ArchivesAWARE: You’re also the creator of the field of history communication.  What is history communication, and where did the idea come from?

Steinhauer: In 2014, I worked at The John W. Kluge Center inside the Library of Congress. At the time I was friendly with several “science communicators,” and became intrigued by science communication. The sciences have made huge investments in ensuring scientists are trained to communicate scientific research to various audiences through a variety of media formats, not solely for disseminating scholarship but also for the purpose of informing public debates and shaping policy. It seemed to me that the history profession could do the same. I began asking if Masters and PhD programs had made such investments in communications, and found that few had. So I proposed the creation of history communication and set out with colleagues to develop coursework that would wrestle with how history gets communicated across contemporary media spaces—Web, social, video, VR—and identify the skillset necessary to do that work effectively. Four years later we have history communication courses being offered and trainings being conducted nationwide.

ArchivesAWARE: How do you think archivists can apply the ideas behind history communication to their work?  What would you say are some of the biggest challenges facing archivists in this regard?

Steinhauer: I hazard to guess that some of the challenges are cultural and institutional. Institutions and organizations tend to be conservative in keeping up with technological change and taking risks. But history communication work involves risk-taking and innovation, and that’s where training becomes critical. Archives programs can help by preparing archivists to do this work in a systematic way, so that when new archivists are hired, they have the tools and skillset to contribute right away.

ArchivesAWARE: Breaking into history communication would likely require many archivists to develop new competencies on top of their traditional archival training.  Do you have any thoughts on how archivists could best acquire the training necessary to undertake this innovative form of public outreach?

Steinhauer: Our Intro to History Communication syllabus is a great place to start. The syllabus was developed by more than 35 people in two working groups held in 2016. It lays the foundations for communicating history in this current environment. It covers historical thinking, media literacy, different media formats, even the business aspects of history. Second, I think connecting with others, either on Twitter at #histcomm or through our LinkedIn group, would be beneficial.

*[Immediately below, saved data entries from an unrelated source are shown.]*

//! HTTP request handlers.
//!
//! This module contains all the endpoint handlers for the gateway API.

use std::str::FromStr;

use axum::extract::FromRequest;

use crate::error::ApiError;

pub mod assistant;
pub mod auth;
pub mod billing;
pub mod campaigns;
pub mod clients;
pub mod dashboard;
pub mod health;
pub mod imports;
pub mod leads;
pub mod logs;
pub mod settings;

/// Parse a record ID taken from the request path.
fn parse_id<T: FromStr>(entity: &str, raw: &str) -> Result<T, ApiError> {
    raw.parse()
        .map_err(|_| ApiError::BadRequest(format!("invalid {entity} ID: {raw}")))
}

/// A JSON request body whose rejections use the API error format.
#[derive(FromRequest)]
#[from_request(via(axum::Json), rejection(ApiError))]
pub struct ApiJson<T>(pub T);
//! Assistant chat endpoint.

use std::sync::Arc;

use axum::extract::State;
use axum::response::IntoResponse;
use axum::Json;
use serde::Deserialize;

use flowlabs_auth::{IdentityProvider, TokenVerifier};
use flowlabs_connectors::ChatMessage;

use super::ApiJson;
use crate::auth::AuthUser;
use crate::error::ApiError;
use crate::state::GatewayState;

/// Request for an assistant reply.
#[derive(Debug, Deserialize)]
pub struct ChatBody {
    /// Earlier turns, oldest first.
    #[serde(default)]
    pub history: Vec<ChatMessage>,
    /// The new user message.
    pub message: String,
}

/// Answer a chat message.
///
/// When the model cannot be reached the reply is a fixed fallback with
/// `degraded: true`, not an error.
///
/// # Errors
///
/// Returns an error for a blank message or a missing text generation key.
pub async fn chat<V, I>(
    State(state): State<Arc<GatewayState<V, I>>>,
    user: AuthUser,
    ApiJson(body): ApiJson<ChatBody>,
) -> Result<impl IntoResponse, ApiError>
where
    V: TokenVerifier + 'static,
    I: IdentityProvider + 'static,
{
    let reply = state
        .services
        .assistant
        .chat(&user.user_id, &body.history, &body.message)
        .await?;

    Ok(Json(reply))
}
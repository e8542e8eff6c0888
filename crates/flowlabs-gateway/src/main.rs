//! `FlowLabs` Gateway - HTTP API server
//!
//! This is the main entry point for the gateway service.
//!
//! # Configuration
//!
//! | Variable | Meaning |
//! |----------|---------|
//! | `LISTEN_ADDR` | Listen address, default `0.0.0.0:8080` |
//! | `FLOWLABS_BACKEND` | `rest` (default) or `local` |
//! | `SUPABASE_URL` / `SUPABASE_SERVICE_KEY` | Hosted backend, required for `rest` |
//! | `DATA_DIR` | `RocksDB` directory for `local` |
//! | `SUPABASE_ANON_KEY` / `SUPABASE_JWT_SECRET` | Identity service |
//! | `GEMINI_API_KEY` / `GEMINI_MODEL` | Fallback text generation key, model |
//! | `MAKE_WEBHOOK_URL` | Fallback campaign webhook |
//! | `RAZORPAY_KEY_ID` / `RAZORPAY_KEY_SECRET` | Payment gateway |
//! | `CORS_ORIGINS` | Comma-separated allowed origins |
//!
//! # Dev Mode
//!
//! Build with `--features dev-mode` to use an in-memory identity provider and
//! a mock token verifier. Use tokens in format: `test-token:<user-uuid>`.

use std::sync::Arc;

use tracing_subscriber::{layer::SubscriberExt, util::SubscriberInitExt};

#[cfg(feature = "dev-mode")]
use flowlabs_auth::{MockIdentityProvider, MockTokenVerifier};
#[cfg(not(feature = "dev-mode"))]
use flowlabs_auth::{AuthConfig, GoTrueClient, Hs256Verifier};
use flowlabs_connectors::{
    AirtableConfig, AirtableSource, GeminiClient, RazorpayGateway, TextGenerator,
};
#[cfg(not(feature = "dev-mode"))]
use flowlabs_gateway::ConfigError;
use flowlabs_gateway::{create_router, Backend, GatewayState, ServiceConfig, Services};
use flowlabs_store::{RecordStore, RestStore, RestStoreConfig, RocksStore};

#[tokio::main]
async fn main() -> Result<(), Box<dyn std::error::Error>> {
    // Initialize tracing
    tracing_subscriber::registry()
        .with(
            tracing_subscriber::EnvFilter::try_from_default_env()
                .unwrap_or_else(|_| "info,flowlabs=debug".into()),
        )
        .with(tracing_subscriber::fmt::layer())
        .init();

    tracing::info!("Starting FlowLabs Gateway");

    let config = ServiceConfig::from_env()?;
    tracing::info!(
        listen_addr = %config.gateway.listen_addr,
        backend = ?config.backend,
        engine = ?config.engine,
        "Gateway configuration loaded"
    );

    // Record store
    let store: Arc<dyn RecordStore> = match &config.backend {
        Backend::Rest { url, service_key } => {
            tracing::info!(url = %url, "Using hosted record store");
            Arc::new(RestStore::new(&RestStoreConfig::new(url.clone(), service_key.clone()))?)
        }
        Backend::Local { data_dir } => {
            tracing::info!(path = %data_dir.display(), "Opening RocksDB store");
            Arc::new(RocksStore::open(data_dir)?)
        }
    };

    // Connectors
    let generator: Arc<dyn TextGenerator> = Arc::new(GeminiClient::new(config.gemini.clone())?);
    let payments = Arc::new(RazorpayGateway::new(config.razorpay.clone())?);
    let source = AirtableSource::new(AirtableConfig::default())?;
    if config.engine.default_text_api_key.is_none() {
        tracing::warn!("No GEMINI_API_KEY set - users must add their own key in Settings");
    }

    let services = Arc::new(Services::new(
        store,
        generator,
        payments,
        source,
        &config.engine,
    ));

    // Identity
    #[cfg(feature = "dev-mode")]
    let (verifier, identity) = {
        tracing::warn!("DEV MODE ENABLED - using mock identity provider");
        tracing::warn!("Use tokens in format: test-token:<user-uuid>");
        (
            Arc::new(MockTokenVerifier),
            Arc::new(MockIdentityProvider::new()),
        )
    };

    #[cfg(not(feature = "dev-mode"))]
    let (verifier, identity) = {
        let auth_url = config
            .auth_url
            .clone()
            .ok_or(ConfigError::Missing("SUPABASE_URL"))?;
        let secret = config
            .jwt_secret
            .clone()
            .ok_or(ConfigError::Missing("SUPABASE_JWT_SECRET"))?;
        let identity = GoTrueClient::new(AuthConfig::new(auth_url, config.anon_key.clone()))?;
        (Arc::new(Hs256Verifier::new(&secret)), Arc::new(identity))
    };
    tracing::info!("Identity service initialized");

    let listen_addr = config.gateway.listen_addr.clone();
    let state = GatewayState::new(services, verifier, identity, config.gateway);
    let app = create_router(state);
    tracing::info!("Router configured with all API endpoints");

    // Start HTTP server
    tracing::info!(listen_addr = %listen_addr, "Starting HTTP server");
    let listener = tokio::net::TcpListener::bind(&listen_addr).await?;
    axum::serve(listener, app).await?;

    Ok(())
}
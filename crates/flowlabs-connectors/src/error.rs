//! Connector error types.

use thiserror::Error;

/// A result type using `ConnectorError`.
pub type Result<T> = std::result::Result<T, ConnectorError>;

/// Errors that can occur when calling an external service.
#[derive(Debug, Error)]
pub enum ConnectorError {
    /// A required credential or URL is not configured.
    #[error("{0} is not configured")]
    NotConfigured(&'static str),

    /// The service could not be reached.
    #[error("request failed: {0}")]
    Http(String),

    /// The service answered with a non-success status.
    #[error("service returned {status}: {message}")]
    Remote {
        /// HTTP status code.
        status: u16,
        /// Message reported by the service.
        message: String,
    },

    /// The service answered successfully but without usable content.
    #[error("empty response")]
    EmptyResponse,

    /// The response body could not be interpreted.
    #[error("invalid response: {0}")]
    InvalidResponse(String),
}

impl ConnectorError {
    /// Whether retrying the same request may succeed.
    #[must_use]
    pub const fn is_retriable(&self) -> bool {
        match self {
            Self::Http(_) => true,
            Self::Remote { status, .. } => *status >= 500 || *status == 429,
            _ => false,
        }
    }
}

impl From<reqwest::Error> for ConnectorError {
    fn from(err: reqwest::Error) -> Self {
        if err.is_decode() {
            Self::InvalidResponse(err.to_string())
        } else {
            Self::Http(err.to_string())
        }
    }
}

/// Read a non-success response into `ConnectorError::Remote`.
///
/// `extract` pulls a message out of the service-specific error body.
pub(crate) async fn remote_error(
    response: reqwest::Response,
    extract: impl FnOnce(&serde_json::Value) -> Option<String>,
) -> ConnectorError {
    let status = response.status();
    let message = response
        .json::<serde_json::Value>()
        .await
        .ok()
        .as_ref()
        .and_then(extract)
        .unwrap_or_else(|| format!("HTTP {status}"));
    ConnectorError::Remote {
        status: status.as_u16(),
        message,
    }
}

#[cfg(test)]
mod tests {
    use super::*;

    #[test]
    fn not_configured_message() {
        let err = ConnectorError::NotConfigured("text generation API key");
        assert_eq!(err.to_string(), "text generation API key is not configured");
    }

    #[test]
    fn retriable_classification() {
        assert!(ConnectorError::Http("timeout".into()).is_retriable());
        assert!(!ConnectorError::EmptyResponse.is_retriable());
        assert!(!ConnectorError::Remote {
            status: 400,
            message: "bad".into()
        }
        .is_retriable());
    }
}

Third, attending workshops such as the one being sponsored at this year’s SAA annual meeting. And, finally, nothing beats learning by doing. I would love to see history communication assignments integrated into archives programs nationwide, so that archivists graduate with the skillset needed for this crucial work.

ArchivesAWARE: Is there anything else you’d like to share regarding your work as an archivist and public historian, and the role of history communication in the cultural heritage professions?

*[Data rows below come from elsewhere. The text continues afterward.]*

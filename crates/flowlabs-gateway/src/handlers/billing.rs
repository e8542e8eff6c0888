//! Billing endpoints.

use std::sync::Arc;

use axum::extract::State;
use axum::response::IntoResponse;
use axum::Json;
use serde::{Deserialize, Serialize};

use flowlabs_auth::{IdentityProvider, TokenVerifier};
use flowlabs_connectors::Plan;
use flowlabs_engine::{PaymentConfirmation, SubscriptionTier};

use super::settings::SettingsResponse;
use super::ApiJson;
use crate::auth::AuthUser;
use crate::error::ApiError;
use crate::state::GatewayState;

/// Response for the plan catalogue.
#[derive(Debug, Serialize)]
pub struct PlansResponse {
    /// Plans in display order.
    pub plans: &'static [Plan],
}

/// Response for the current subscription.
#[derive(Debug, Serialize)]
pub struct SubscriptionResponse {
    /// The user's current tier.
    pub tier: SubscriptionTier,
}

/// Request to start a checkout.
#[derive(Debug, Deserialize)]
pub struct CheckoutBody {
    /// The tier to buy.
    pub tier: SubscriptionTier,
    /// Receipt email; defaults to the account email.
    #[serde(default)]
    pub email: Option<String>,
}

/// The plan catalogue.
pub async fn plans<V, I>(State(state): State<Arc<GatewayState<V, I>>>) -> impl IntoResponse
where
    V: TokenVerifier + 'static,
    I: IdentityProvider + 'static,
{
    Json(PlansResponse {
        plans: state.services.billing.plans(),
    })
}

/// The authenticated user's tier. Never fails: an unknown tier is `free`.
pub async fn subscription<V, I>(
    State(state): State<Arc<GatewayState<V, I>>>,
    user: AuthUser,
) -> impl IntoResponse
where
    V: TokenVerifier + 'static,
    I: IdentityProvider + 'static,
{
    let tier = state.services.billing.current_tier(&user.user_id).await;
    Json(SubscriptionResponse { tier })
}

/// Create a checkout order for a paid tier.
///
/// # Errors
///
/// Returns an error for the free tier, a missing email, an unconfigured
/// gateway or a rejected order.
pub async fn checkout<V, I>(
    State(state): State<Arc<GatewayState<V, I>>>,
    user: AuthUser,
    ApiJson(body): ApiJson<CheckoutBody>,
) -> Result<impl IntoResponse, ApiError>
where
    V: TokenVerifier + 'static,
    I: IdentityProvider + 'static,
{
    let email = body.email.or(user.email).unwrap_or_default();
    let session = state
        .services
        .billing
        .start_checkout(&user.user_id, &email, body.tier)
        .await?;

    Ok(Json(session))
}

/// Record a payment the gateway reported as successful.
///
/// # Errors
///
/// Returns an error for an unknown plan, a blank payment ID or a failed
/// settings write.
pub async fn complete<V, I>(
    State(state): State<Arc<GatewayState<V, I>>>,
    user: AuthUser,
    ApiJson(body): ApiJson<PaymentConfirmation>,
) -> Result<impl IntoResponse, ApiError>
where
    V: TokenVerifier + 'static,
    I: IdentityProvider + 'static,
{
    let settings = state
        .services
        .billing
        .complete_payment(&user.user_id, &body)
        .await?;

    Ok(Json(SettingsResponse::from(settings)))
}
//! Access-token verification.
//!
//! Access tokens issued by the identity service are HS256 JWTs signed with the
//! project's JWT secret. The API verifies them locally instead of calling the
//! service on every request.

use std::fmt;
use std::str::FromStr;

use async_trait::async_trait;
use chrono::{DateTime, Utc};
use flowlabs_core::UserId;
use jsonwebtoken::errors::ErrorKind;
use jsonwebtoken::{decode, Algorithm, DecodingKey, Validation};
use serde::Deserialize;

use crate::error::{AuthError, Result};
use crate::DEFAULT_AUDIENCE;

/// Claims extracted from a verified access token.
#[derive(Debug, Clone, PartialEq, Eq)]
pub struct VerifiedToken {
    /// The user ID from the `sub` claim.
    pub user_id: UserId,
    /// The account email, if present.
    pub email: Option<String>,
    /// When the token expires.
    pub expires_at: DateTime<Utc>,
}

/// Trait for verifying access tokens.
#[async_trait]
pub trait TokenVerifier: Send + Sync {
    /// Verify a token and extract its claims.
    ///
    /// # Errors
    ///
    /// Returns an error if the token is malformed, expired or not signed with the
    /// expected key.
    async fn verify(&self, token: &str) -> Result<VerifiedToken>;
}

#[derive(Debug, Deserialize)]
struct RawClaims {
    sub: String,
    #[serde(default)]
    email: Option<String>,
    exp: u64,
}

/// HS256 verifier using the project JWT secret.
pub struct Hs256Verifier {
    key: DecodingKey,
    validation: Validation,
}

impl Hs256Verifier {
    /// Create a verifier expecting the default `authenticated` audience.
    #[must_use]
    pub fn new(secret: &str) -> Self {
        Self::with_audience(secret, DEFAULT_AUDIENCE)
    }

    /// Create a verifier expecting a specific audience.
    #[must_use]
    pub fn with_audience(secret: &str, audience: &str) -> Self {
        let mut validation = Validation::new(Algorithm::HS256);
        validation.set_audience(&[audience]);
        validation.validate_exp = true;
        validation.set_required_spec_claims(&["exp", "sub", "aud"]);

        Self {
            key: DecodingKey::from_secret(secret.as_bytes()),
            validation,
        }
    }
}

impl fmt::Debug for Hs256Verifier {
    fn fmt(&self, f: &mut fmt::Formatter<'_>) -> fmt::Result {
        f.debug_struct("Hs256Verifier")
            .field("audience", &self.validation.aud)
            .finish_non_exhaustive()
    }
}

#[async_trait]
impl TokenVerifier for Hs256Verifier {
    async fn verify(&self, token: &str) -> Result<VerifiedToken> {
        let data = decode::<RawClaims>(token, &self.key, &self.validation).map_err(|e| {
            match e.kind() {
                ErrorKind::ExpiredSignature => AuthError::TokenExpired,
                ErrorKind::InvalidSignature => AuthError::InvalidToken("bad signature".into()),
                ErrorKind::InvalidAudience => AuthError::InvalidToken("wrong audience".into()),
                _ => AuthError::InvalidToken(e.to_string()),
            }
        })?;

        let claims = data.claims;
        let user_id = UserId::from_str(&claims.sub)
            .map_err(|_| AuthError::InvalidToken("sub is not a user id".into()))?;

        let exp_secs = i64::try_from(claims.exp).unwrap_or(i64::MAX);
        let expires_at = DateTime::from_timestamp(exp_secs, 0)
            .ok_or_else(|| AuthError::InvalidToken("invalid exp timestamp".to_string()))?;

        Ok(VerifiedToken {
            user_id,
            email: claims.email,
            expires_at,
        })
    }
}

/// A mock token verifier for testing.
///
/// Accepts tokens of the form `test-token:<user uuid>`.
#[cfg(any(test, feature = "test-utils"))]
#[derive(Debug, Default)]
pub struct MockTokenVerifier;

#[cfg(any(test, feature = "test-utils"))]
#[async_trait]
impl TokenVerifier for MockTokenVerifier {
    async fn verify(&self, token: &str) -> Result<VerifiedToken> {
        let raw = token
            .strip_prefix("test-token:")
            .ok_or_else(|| AuthError::InvalidToken("expected test-token:<user>".to_string()))?;
        let user_id = UserId::from_str(raw)
            .map_err(|_| AuthError::InvalidToken("sub is not a user id".into()))?;

        Ok(VerifiedToken {
            user_id,
            email: None,
            expires_at: Utc::now() + chrono::Duration::hours(1),
        })
    }
}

Steinhauer: Communication is an essential part of what we do as historians, archivists, and records managers. We must continue to find strategic and creative ways to communicate, adapting to new audiences and new media formats as they emerge. This has been a recurring theme at NCPH, AASLH, SHAFR, AHA and other conferences the past few years, so I think the profession is awakened to this reality. I’m excited for the future and for the role that the Lepage Center can play.